» What the task asks
Taking the entries below from the top, restate each line exactly and end with the line containing "happens here, at".

» Supplied records
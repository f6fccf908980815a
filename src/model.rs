//! Domain Entities
//!
//! The three locally owned collections (inventory items, shopping lists,
//! saved recipes), their ownership tags, and the field-level patch structs
//! used by [`crate::state::AppState`] mutations. Validation happens here, at
//! the entry point, so invalid data never reaches the store or the queue.

use chrono::{DateTime, NaiveDate, Utc};
use serde::{Deserialize, Serialize};
use uuid::Uuid;

use crate::errors::ValidationError;

/// Who may mutate an entity: just its owner, or any household member.
#[derive(Debug, Clone, Copy, PartialEq, Eq, Serialize, Deserialize)]
#[serde(rename_all = "snake_case")]
pub enum Ownership {
    Personal,
    Household,
}

impl std::fmt::Display for Ownership {
    fn fmt(&self, f: &mut std::fmt::Formatter<'_>) -> std::fmt::Result {
        match self {
            Ownership::Personal => write!(f, "personal"),
            Ownership::Household => write!(f, "household"),
        }
    }
}

/// Physical location of a perishable item.
#[derive(Debug, Clone, Copy, PartialEq, Eq, Serialize, Deserialize, clap::ValueEnum)]
#[serde(rename_all = "snake_case")]
pub enum StorageLocation {
    Fridge,
    Pantry,
}

impl std::fmt::Display for StorageLocation {
    fn fmt(&self, f: &mut std::fmt::Formatter<'_>) -> std::fmt::Result {
        match self {
            StorageLocation::Fridge => write!(f, "fridge"),
            StorageLocation::Pantry => write!(f, "pantry"),
        }
    }
}

/// A perishable item tracked in the fridge or pantry.
#[derive(Debug, Clone, PartialEq, Serialize, Deserialize)]
pub struct InventoryItem {
    pub id: String,
    pub user_id: String,
    pub household_id: Option<String>,
    pub ownership: Ownership,
    pub name: String,
    /// Always strictly positive; zero or negative is rejected at entry.
    pub quantity: f64,
    pub unit: String,
    pub location: StorageLocation,
    pub expires_on: Option<NaiveDate>,
    pub created_at: DateTime<Utc>,
    pub updated_at: DateTime<Utc>,
}

impl InventoryItem {
    /// Create a validated personal item owned by `user_id`.
    pub fn new(
        user_id: impl Into<String>,
        name: impl Into<String>,
        quantity: f64,
        unit: impl Into<String>,
        location: StorageLocation,
    ) -> Result<Self, ValidationError> {
        let name = name.into();
        validate_name(&name)?;
        validate_quantity(quantity)?;
        let now = Utc::now();
        Ok(Self {
            id: Uuid::new_v4().to_string(),
            user_id: user_id.into(),
            household_id: None,
            ownership: Ownership::Personal,
            name,
            quantity,
            unit: unit.into(),
            location,
            expires_on: None,
            created_at: now,
            updated_at: now,
        })
    }

    /// Tag the item as shared within a household.
    pub fn with_household(mut self, household_id: impl Into<String>) -> Self {
        self.household_id = Some(household_id.into());
        self.ownership = Ownership::Household;
        self
    }

    /// Set the expiration date.
    pub fn with_expiration(mut self, date: NaiveDate) -> Self {
        self.expires_on = Some(date);
        self
    }
}

/// Field-level update for an inventory item. Each `Some` field is applied;
/// `expires_on` uses a nested Option so the date can be cleared explicitly.
#[derive(Debug, Clone, Default)]
pub struct InventoryItemPatch {
    pub name: Option<String>,
    pub quantity: Option<f64>,
    pub unit: Option<String>,
    pub location: Option<StorageLocation>,
    pub expires_on: Option<Option<NaiveDate>>,
}

impl InventoryItemPatch {
    /// Apply the patch in place, validating before any field is touched.
    pub fn apply(&self, item: &mut InventoryItem) -> Result<(), ValidationError> {
        if let Some(name) = &self.name {
            validate_name(name)?;
        }
        if let Some(quantity) = self.quantity {
            validate_quantity(quantity)?;
        }

        if let Some(name) = &self.name {
            item.name = name.clone();
        }
        if let Some(quantity) = self.quantity {
            item.quantity = quantity;
        }
        if let Some(unit) = &self.unit {
            item.unit = unit.clone();
        }
        if let Some(location) = self.location {
            item.location = location;
        }
        if let Some(expires_on) = self.expires_on {
            item.expires_on = expires_on;
        }
        item.updated_at = Utc::now();
        Ok(())
    }
}

/// One line on a shopping list. Owned exclusively by its parent list.
#[derive(Debug, Clone, PartialEq, Serialize, Deserialize)]
pub struct ShoppingListItem {
    pub id: String,
    pub name: String,
    pub quantity: f64,
    pub unit: String,
    pub checked: bool,
    /// Recipe in the external catalog this line came from, if any.
    pub recipe_id: Option<u64>,
}

impl ShoppingListItem {
    pub fn new(
        name: impl Into<String>,
        quantity: f64,
        unit: impl Into<String>,
    ) -> Result<Self, ValidationError> {
        let name = name.into();
        validate_name(&name)?;
        validate_quantity(quantity)?;
        Ok(Self {
            id: Uuid::new_v4().to_string(),
            name,
            quantity,
            unit: unit.into(),
            checked: false,
            recipe_id: None,
        })
    }

    pub fn from_recipe(mut self, recipe_id: u64) -> Self {
        self.recipe_id = Some(recipe_id);
        self
    }
}

/// A shopping list. The whole list is the unit of sync: any mutation to its
/// items enqueues an update carrying the full list.
#[derive(Debug, Clone, PartialEq, Serialize, Deserialize)]
pub struct ShoppingList {
    pub id: String,
    pub user_id: String,
    pub household_id: Option<String>,
    pub ownership: Ownership,
    pub name: String,
    /// Insertion order is display order.
    pub items: Vec<ShoppingListItem>,
    pub created_at: DateTime<Utc>,
    pub updated_at: DateTime<Utc>,
}

impl ShoppingList {
    pub fn new(
        user_id: impl Into<String>,
        name: impl Into<String>,
    ) -> Result<Self, ValidationError> {
        let name = name.into();
        validate_name(&name)?;
        let now = Utc::now();
        Ok(Self {
            id: Uuid::new_v4().to_string(),
            user_id: user_id.into(),
            household_id: None,
            ownership: Ownership::Personal,
            name,
            items: Vec::new(),
            created_at: now,
            updated_at: now,
        })
    }

    pub fn with_household(mut self, household_id: impl Into<String>) -> Self {
        self.household_id = Some(household_id.into());
        self.ownership = Ownership::Household;
        self
    }
}

/// Field-level update for a shopping list.
#[derive(Debug, Clone, Default)]
pub struct ShoppingListPatch {
    pub name: Option<String>,
    /// Full replacement of the item sequence (whole-list sync unit).
    pub items: Option<Vec<ShoppingListItem>>,
}

impl ShoppingListPatch {
    /// Apply the patch in place, validating before any field is touched.
    /// Replacement items are re-validated: `ShoppingListItem` fields are
    /// public, so the lines may have been edited after construction.
    pub fn apply(&self, list: &mut ShoppingList) -> Result<(), ValidationError> {
        if let Some(name) = &self.name {
            validate_name(name)?;
        }
        if let Some(items) = &self.items {
            for item in items {
                validate_name(&item.name)?;
                validate_quantity(item.quantity)?;
            }
        }
        if let Some(name) = &self.name {
            list.name = name.clone();
        }
        if let Some(items) = &self.items {
            list.items = items.clone();
        }
        list.updated_at = Utc::now();
        Ok(())
    }
}

/// A recipe the user bookmarked from the external catalog. The snapshot
/// fields are captured at save time and never re-fetched.
#[derive(Debug, Clone, PartialEq, Serialize, Deserialize)]
pub struct SavedRecipe {
    pub id: String,
    pub user_id: String,
    /// Key into the third-party recipe catalog; not locally owned.
    pub recipe_id: u64,
    pub title: String,
    pub image_url: Option<String>,
    pub ready_in_minutes: Option<u32>,
    pub servings: Option<u32>,
    pub saved_at: DateTime<Utc>,
}

impl SavedRecipe {
    pub fn new(
        user_id: impl Into<String>,
        recipe_id: u64,
        title: impl Into<String>,
    ) -> Result<Self, ValidationError> {
        let title = title.into();
        validate_name(&title)?;
        Ok(Self {
            id: Uuid::new_v4().to_string(),
            user_id: user_id.into(),
            recipe_id,
            title,
            image_url: None,
            ready_in_minutes: None,
            servings: None,
            saved_at: Utc::now(),
        })
    }
}

fn validate_name(name: &str) -> Result<(), ValidationError> {
    if name.trim().is_empty() {
        return Err(ValidationError::EmptyName);
    }
    Ok(())
}

fn validate_quantity(quantity: f64) -> Result<(), ValidationError> {
    if !(quantity > 0.0) {
        return Err(ValidationError::NonPositiveQuantity { quantity });
    }
    Ok(())
}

» Result
repository f6fccf908980815a
filename src/model.rs
//! Domain Entities
//!
//! The three locally owned collections (inventory items, shopping lists,
//! saved recipes), their ownership tags, and the field-level patch structs
//! used by [`crate::state::AppState`] mutations. Validation happens here, at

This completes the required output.